Does TREB substantially or completely control a class or species of business in any  
area of Canada?  
[162] The Tribunal now turns to the second issue to be determined in this proceeding, namely,  
whether TREB substantially or completely controls a class or species of business in any area of  
Canada, as contemplated by paragraph 79(1)(a) of the Act. For the reasons set forth below, the  
Tribunal finds, on the balance of probabilities, that TREB substantially or completely controls  
the supply of MLS-based residential real estate brokerage services in the GTA.  
   
30  
(1)  
Analytical framework  
[163] Paragraph 79(1)(a) deals with the “dominance” dimension of section 79. It requires the  
Tribunal to find that one or more persons substantially or completely control, throughout Canada  
or any area thereof, a class or species of business.  

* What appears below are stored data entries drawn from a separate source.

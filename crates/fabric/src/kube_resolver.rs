//! Kubernetes-backed template resolver.

use crds::{Definition, DefinitionSpec, FabricTemplate, Template, TopologyResourceReference};
use kube::{Api, Client};
use tracing::debug;

use crate::config::ResolverConfig;
use crate::resolver::{ResolveError, TemplateResolver};

/// Resolves references against `Template` and `Definition` objects in the cluster
#[derive(Clone)]
pub struct KubeTemplateResolver {
    client: Client,
    config: ResolverConfig,
}

impl std::fmt::Debug for KubeTemplateResolver {
    fn fmt(&self, f: &mut std::fmt::Formatter<'_>) -> std::fmt::Result {
        f.debug_struct("KubeTemplateResolver")
            .field("config", &self.config)
            .finish_non_exhaustive()
    }
}

impl KubeTemplateResolver {
    /// Create a resolver on top of an existing client
    #[must_use]
    pub fn new(client: Client, config: ResolverConfig) -> Self {
        Self { client, config }
    }

    fn namespace<'a>(&'a self, reference: &'a TopologyResourceReference) -> &'a str {
        reference.namespace_or(&self.config.default_namespace)
    }
}

#[async_trait::async_trait]
impl TemplateResolver for KubeTemplateResolver {
    async fn get_template(
        &self,
        reference: &TopologyResourceReference,
    ) -> Result<FabricTemplate, ResolveError> {
        let namespace = self.namespace(reference);
        debug!("Fetching Template {}/{}", namespace, reference.name);

        let api: Api<Template> = Api::namespaced(self.client.clone(), namespace);
        let template = api
            .get_opt(&reference.name)
            .await?
            .ok_or_else(|| ResolveError::NotFound {
                kind: "Template",
                name: format!("{}/{}", namespace, reference.name),
            })?;

        template.spec.fabric.ok_or_else(|| {
            ResolveError::Invalid(format!(
                "Template {}/{} has no fabric defined",
                namespace, reference.name
            ))
        })
    }

    async fn get_definition(
        &self,
        reference: &TopologyResourceReference,
    ) -> Result<DefinitionSpec, ResolveError> {
        let namespace = self.namespace(reference);
        debug!("Fetching Definition {}/{}", namespace, reference.name);

        let api: Api<Definition> = Api::namespaced(self.client.clone(), namespace);
        let definition = api
            .get_opt(&reference.name)
            .await?
            .ok_or_else(|| ResolveError::NotFound {
                kind: "Definition",
                name: format!("{}/{}", namespace, reference.name),
            })?;

        Ok(definition.spec)
    }
}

[164] The Tribunal has consistently interpreted the words “throughout Canada or any area  
thereof” and “class or species of business” to mean the geographic and product dimensions of the  
relevant market in which the respondent is alleged to have “substantial or complete control”  
(Canada Pipe CT at paras 65-67). This position was upheld by the Federal Court of Appeal in  
Canada Pipe FTA Cross Appeal at paragraphs 16 and 44.  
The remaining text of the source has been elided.